> [Entries provided]:
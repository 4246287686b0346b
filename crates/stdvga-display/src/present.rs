use crate::blank::PhysRange;
use crate::blit::{blt_rect, Point, Rect, Rotation, Surface, SurfaceLayout, SurfaceMut};
use crate::framebuffer::FrameBufferMemory;
use crate::source::{Scaling, SourceFlags, SourceState};
use crate::{DisplayError, Result};

/// Only 32bpp modes are reported, so presents always carry 4-byte pixels.
pub const MIN_BYTES_PER_PIXEL: u32 = 4;
pub const MAX_BYTES_PER_PIXEL: u32 = 4;

/// A screen-to-screen move reported by the composition layer.
///
/// The source image already contains the moved pixels, so the destination rectangle is refreshed
/// from the source surface like a dirty rectangle; `source_point` is informational.
#[derive(Debug, Clone, Copy, PartialEq, Eq, Hash, Default)]
pub struct MoveRect {
    pub source_point: Point,
    pub dest_rect: Rect,
}

#[derive(Debug, Clone, Copy)]
pub struct PresentRequest<'a> {
    /// Bytes per pixel of `source`.
    pub bytes_per_pixel: u32,
    pub source: &'a [u8],
    /// Bytes per row of `source`.
    pub pitch: usize,
    /// Apply the source's configured rotation.
    pub rotate: bool,
    pub moves: &'a [MoveRect],
    pub dirty_rects: &'a [Rect],
}

pub(crate) fn check_pixel_format(bytes_per_pixel: u32) -> Result<()> {
    if (MIN_BYTES_PER_PIXEL..=MAX_BYTES_PER_PIXEL).contains(&bytes_per_pixel) {
        return Ok(());
    }
    tracing::error!("present with {bytes_per_pixel} bytes per pixel, expected {MIN_BYTES_PER_PIXEL}");
    Err(DisplayError::UnsupportedPixelFormat { bytes_per_pixel })
}

impl<F: FrameBufferMemory> SourceState<F> {
    /// Copies the moved and dirty regions of `request` into the framebuffer.
    ///
    /// Dropped frames (hidden source, no active framebuffer) succeed without touching memory.
    pub fn present(&mut self, request: &PresentRequest<'_>) -> Result<()> {
        check_pixel_format(request.bytes_per_pixel)?;

        if self.flags.contains(SourceFlags::SOURCE_NOT_VISIBLE) || !self.is_frame_buffer_active()
        {
            return Ok(());
        }

        let rotation = if request.rotate {
            self.rotation
        } else {
            Rotation::Identity
        };

        // Content geometry: logical source surface, physical footprint in the framebuffer.
        let (src_width, src_height) = (self.source_width, self.source_height);
        let (content_width, content_height) = if rotation.swaps_axes() {
            (src_height, src_width)
        } else {
            (src_width, src_height)
        };
        let bpp = request.bytes_per_pixel as usize;
        let pitch = self.display.pitch as usize;
        let dst_bpp = (self.display.bits_per_pixel / 8) as usize;

        let row_bytes = src_width as usize * bpp;
        if request.pitch < row_bytes {
            return Err(DisplayError::InvalidPresentRequest(
                "source pitch narrower than a row",
            ));
        }
        let needed_source = match src_height {
            0 => 0,
            rows => (rows as usize - 1) * request.pitch + row_bytes,
        };
        if request.source.len() < needed_source {
            return Err(DisplayError::InvalidPresentRequest(
                "source buffer shorter than its surface",
            ));
        }

        let shift = match self.scaling {
            Scaling::Centered => {
                let rows = self.display.height.saturating_sub(content_height) / 2;
                let cols = self.display.width.saturating_sub(content_width) / 2;
                rows as usize * pitch + cols as usize * dst_bpp
            }
            Scaling::Identity => 0,
        };

        if content_width > self.display.width || content_height > self.display.height {
            return Err(DisplayError::InvalidPresentRequest(
                "source larger than the active mode",
            ));
        }

        let Some(frame_buffer) = self.frame_buffer.as_mut() else {
            return Ok(());
        };
        let needed = match content_height {
            0 => shift,
            rows => shift + (rows as usize - 1) * pitch + content_width as usize * dst_bpp,
        };
        if needed > frame_buffer.len() {
            return Err(DisplayError::InvalidPresentRequest(
                "frame buffer mapping smaller than the active mode",
            ));
        }

        // Real pixels are about to land; the next blank must start over.
        self.zeroed = PhysRange::EMPTY;

        let bounds = Rect::from_size(0, 0, src_width, src_height);
        let src = Surface {
            bits: request.source,
            layout: SurfaceLayout {
                pitch: request.pitch,
                bits_per_pixel: request.bytes_per_pixel * 8,
                width: src_width,
                height: src_height,
                rotation: Rotation::Identity,
                offset: Point::default(),
            },
        };
        let bytes = frame_buffer.as_bytes_mut();
        let mut dst = SurfaceMut {
            bits: &mut bytes[shift..],
            layout: SurfaceLayout {
                pitch,
                bits_per_pixel: self.display.bits_per_pixel,
                width: content_width,
                height: content_height,
                rotation,
                offset: Point::default(),
            },
        };

        // Moves must land before dirty rectangles are drawn over them.
        let rects = request
            .moves
            .iter()
            .map(|m| &m.dest_rect)
            .chain(request.dirty_rects.iter());
        for rect in rects {
            match rect.intersect(&bounds) {
                Some(clipped) => blt_rect(&mut dst, &src, &clipped),
                None => tracing::trace!("skipping rect {rect:?} outside the source surface"),
            }
        }
        Ok(())
    }
}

> [Problem]: For each line of the data that has the word "moved", report that line.

> [Answer to this problem]:
/// The source image already contains the moved pixels, so the destination rectangle is refreshed
    /// Copies the moved and dirty regions of `request` into the framebuffer.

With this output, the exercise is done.